Record e ex-diretor são condenados a indenizar jornalista em R$ 500 mil por assédio sexual, decide Justiça

A Record TV e seu ex-diretor de recursos humanos, Márcio Santos, foram condenados a pagar uma indenização de R$ 500 mil ao jornalista Elian Matte por assédio sexual. O valor foi fixado pela Justiça do Trabalho, embora o profissional tivesse solicitado R$ 3 milhões a título de reparação. A decisão, proferida pela 31ª Vara do Trabalho de São Paulo, ainda está sujeita a recurso.

Os advogados de Elian Matte também haviam pleiteado sua reintegração ao quadro de funcionários da emissora, mas o pedido foi negado sob a argumentação de que não existiam condições adequadas para o seu retorno ao ambiente de trabalho.

Conforme relatado pelo jornalista, o assédio teria se iniciado em 2022, quando ele foi transferido para a equipe do então apresentador do "Câmera Record", Roberto Cabrini. Dois anos depois, em 2024, Matte foi demitido pouco tempo após formalizar a denúncia internamente.
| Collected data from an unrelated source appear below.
use std::sync::Arc;

use serde::{Deserialize, Serialize};

/// Represents a result type for operations in the OFREP provider.
pub type Result<T> = std::result::Result<T, Error>;

/// Enum representing possible errors that can occur in the OFREP provider.
///
/// The first group of variants mirrors the OpenFeature error taxonomy and is what flag reads
/// report. The remaining variants describe transport and protocol failures of a bulk refresh.
#[derive(thiserror::Error, Debug, Clone)]
#[non_exhaustive]
pub enum Error {
    /// The requested flag is not part of the last bulk evaluation.
    #[error("flag not found: {0}")]
    FlagNotFound(String),

    /// The cached flag value cannot be converted into the requested type.
    #[error("type mismatch: {0}")]
    TypeMismatch(String),

    /// The server failed to parse the flag configuration.
    #[error("parse error: {0}")]
    ParseError(String),

    /// The evaluation context has no targeting key.
    #[error("targeting key is missing from the evaluation context")]
    TargetingKeyMissing,

    /// The evaluation context is absent or was rejected by the server.
    #[error("invalid evaluation context: {0}")]
    InvalidContext(String),

    /// No flags have been fetched yet, or the server is not ready to evaluate.
    #[error("provider is not ready")]
    ProviderNotReady,

    /// The server answered 401 Unauthorized. The API key is likely invalid.
    #[error("unauthorized, api_key is likely invalid")]
    Unauthorized,

    /// The server answered 403 Forbidden.
    #[error("forbidden, api_key does not grant access to the evaluation endpoint")]
    Forbidden,

    /// The server answered 429 Too Many Requests.
    #[error("too many requests (retry-after: {retry_after:?})")]
    TooManyRequests {
        /// Raw value of the `Retry-After` header, if any.
        retry_after: Option<String>,
    },

    /// The response body is not a valid evaluation response.
    #[error("unable to decode evaluation response")]
    Unmarshal(#[source] Arc<serde_json::Error>),

    /// The server answered with a status code the protocol does not define.
    #[error("unexpected response from server (status {status})")]
    UnexpectedResponse {
        /// HTTP status code.
        status: u16,
        /// Raw response body, kept for diagnostics.
        body: String,
    },

    /// Catch-all error, carrying server-provided details.
    #[error("general error: {0}")]
    General(String),

    /// Invalid endpoint configuration.
    #[error("invalid endpoint configuration")]
    InvalidBaseUrl(#[source] url::ParseError),

    /// Network error.
    #[error(transparent)]
    Network(Arc<reqwest::Error>),

    /// An I/O error.
    #[error(transparent)]
    // std::io::Error is not clonable, so we're wrapping it in an Arc.
    Io(Arc<std::io::Error>),

    /// Indicates that the poller thread panicked. This should normally never happen.
    #[error("poller thread panicked")]
    PollerThreadPanicked,

    /// The provider has been shut down and cannot be initialized again.
    #[error("provider has been shut down")]
    ProviderShutdown,
}

impl Error {
    /// Map the error to the OpenFeature error code reported alongside a flag evaluation.
    pub fn code(&self) -> ErrorCode {
        match self {
            Error::FlagNotFound(_) => ErrorCode::FlagNotFound,
            Error::TypeMismatch(_) => ErrorCode::TypeMismatch,
            Error::ParseError(_) => ErrorCode::ParseError,
            Error::TargetingKeyMissing => ErrorCode::TargetingKeyMissing,
            Error::InvalidContext(_) => ErrorCode::InvalidContext,
            Error::ProviderNotReady => ErrorCode::ProviderNotReady,
            _ => ErrorCode::General,
        }
    }

    /// Return `true` if retrying with the same credentials cannot succeed.
    pub fn is_fatal(&self) -> bool {
        matches!(self, Error::Unauthorized | Error::Forbidden)
    }

    /// Return `true` if the error is expected backpressure rather than a failure.
    pub fn is_rate_limited(&self) -> bool {
        matches!(self, Error::TooManyRequests { .. })
    }

    /// Build the error corresponding to an `errorCode` reported by the server, either for a
    /// whole bulk evaluation or for a single flag.
    pub(crate) fn from_code(code: ErrorCode, flag_key: &str, details: Option<&str>) -> Error {
        match code {
            ErrorCode::FlagNotFound => Error::FlagNotFound(flag_key.to_owned()),
            ErrorCode::InvalidContext => {
                Error::InvalidContext(details.unwrap_or("invalid context").to_owned())
            }
            ErrorCode::ParseError => Error::ParseError(details.unwrap_or("parse error").to_owned()),
            ErrorCode::ProviderNotReady => Error::ProviderNotReady,
            ErrorCode::TargetingKeyMissing => Error::TargetingKeyMissing,
            ErrorCode::TypeMismatch => {
                Error::TypeMismatch(details.unwrap_or("type mismatch").to_owned())
            }
            ErrorCode::General => Error::General(details.unwrap_or("general error").to_owned()),
        }
    }
}

// Some variants hold `Arc`s of non-comparable errors, so errors compare by code and message.
impl PartialEq for Error {
    fn eq(&self, other: &Error) -> bool {
        self.code() == other.code() && self.to_string() == other.to_string()
    }
}

impl From<std::io::Error> for Error {
    fn from(value: std::io::Error) -> Self {
        Self::Io(Arc::new(value))
    }
}

impl From<reqwest::Error> for Error {
    fn from(value: reqwest::Error) -> Self {
        Error::Network(Arc::new(value.without_url()))
    }
}

impl From<serde_json::Error> for Error {
    fn from(value: serde_json::Error) -> Self {
        Error::Unmarshal(Arc::new(value))
    }
}

/// OpenFeature error codes, as they appear on the wire.
///
/// Unknown codes sent by the server decode as [`ErrorCode::General`].
#[derive(Debug, Clone, Copy, PartialEq, Eq, Hash, Serialize, Deserialize)]
#[serde(rename_all = "SCREAMING_SNAKE_CASE")]
pub enum ErrorCode {
    /// The provider has not been initialized yet.
    ProviderNotReady,
    /// The flag could not be found.
    FlagNotFound,
    /// An error was encountered parsing data, such as a flag configuration.
    ParseError,
    /// The type of the flag value does not match the expected type.
    TypeMismatch,
    /// The provider requires a targeting key and one was not provided.
    TargetingKeyMissing,
    /// The evaluation context does not meet provider requirements.
    InvalidContext,
    /// Any other error.
    #[serde(other)]
    General,
}
//! An OpenFeature provider for the OpenFeature Remote Evaluation Protocol (OFREP).
//!
//! # Overview
//!
//! The provider revolves around an [`OfrepProvider`] that evaluates all feature flags for an
//! [`EvaluationContext`] in a single request to an OFREP-compatible flag management server and
//! caches the results. Typed accessors (`get_boolean_evaluation()` and friends) only read the
//! cached snapshot, so they are cheap and never perform network I/O.
//!
//! A background thread refreshes the cache periodically and whenever the evaluation context
//! changes. Conditional requests (`ETag`/`If-None-Match`) keep refreshes cheap when nothing has
//! changed, and `429 Too Many Requests` responses are honored through their `Retry-After` header.
//!
//! Provider state changes ([`ProviderState`]) are published as [`ProviderEvent`]s to
//! subscribers, see [`OfrepProvider::subscribe`].
//!
//! A [`DataCollector`] can be provided to receive a [`FeatureEvent`] for every flag read.
//!
//! # Error Handling
//!
//! Errors are represented by the [`Error`] enum.
//!
//! Flag reads never fail: they return a [`FlagEvaluation`] carrying either the flag value or the
//! caller's default together with the error. Errors of background refreshes are published as
//! [`ProviderEvent::Error`] events.
//!
//! # Logging
//!
//! The package uses the [`log`](https://docs.rs/log/latest/log/) crate for logging messages under
//! the `ofrep` target. Consider integrating a `log`-compatible logger implementation for better
//! visibility into provider operations.
//!
//! # Examples
//!
//! ```no_run
//! # use ofrep::{EvaluationContext, ProviderConfig};
//! let provider = ProviderConfig::from_endpoint("http://localhost:1031")
//!     .api_key("secret")
//!     .to_provider()?;
//! provider.initialize(Some(EvaluationContext::new("user-1")))?;
//! provider.wait_for_initialization()?;
//!
//! let title = provider.get_string_evaluation("checkout-title", "Checkout").value;
//! # Ok::<(), ofrep::Error>(())
//! ```
//!
//! A complete example can be found in the `demos/` directory of the repository.

#![warn(rustdoc::missing_crate_level_docs)]
#![warn(missing_docs)]

mod api;
mod config;
mod context;
mod data_collector;
mod error;
mod evaluation;
mod events;
mod flag;
mod flag_cache;
mod poller;
mod provider;
mod rate_limit;
mod refresh;
mod transport;
mod value;

#[cfg(test)]
mod test_utils;

pub use api::{BulkEvaluation, OfrepApi};
pub use config::ProviderConfig;
pub use context::EvaluationContext;
pub use data_collector::{DataCollector, FeatureEvent};
pub use error::{Error, ErrorCode, Result};
pub use evaluation::{FlagEvaluation, ERROR_REASON};
pub use events::{ProviderEvent, ProviderState};
pub use flag::{EvaluatedFlag, Metadata, MetadataValue};
pub use flag_cache::{FlagCache, FlagSet};
pub use provider::OfrepProvider;
pub use rate_limit::RetryGate;
pub use transport::{HttpRequest, HttpResponse, HttpTransport, ReqwestTransport};
pub use value::Value;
Em depoimento e nas evidências apresentadas, consta que o ex-diretor Márcio Santos marcava encontros em sua sala e enviava mensagens de conteúdo sexual por WhatsApp. Prints dessas conversas foram anexados ao boletim de ocorrência registrado pelo repórter.

Além disso, Matte afirmou que o ex-diretor monitorava sua rotina por meio do sistema de câmeras de circuito interno da emissora, acessível via aplicativo de celular disponível aos diretores.

O jornalista também declarou que, ao levar as queixas à direção da Record, não obteve qualquer resposta ou medida concreta para interromper as assédios. Em sua decisão, a juíza Solange Aparecida Galle destacou que a emissora “preocupou-se apenas com eventuais consequências jurídicas a si própria, sem qualquer demonstração de zelo pela integridade física ou emocional do trabalhador, que foi atingido em sua dignidade”.

Márcio Santos foi afastado do cargo de diretor de recursos humanos da Record e, posteriormente, proibido de frequentar a Igreja Universal do Reino de Deus.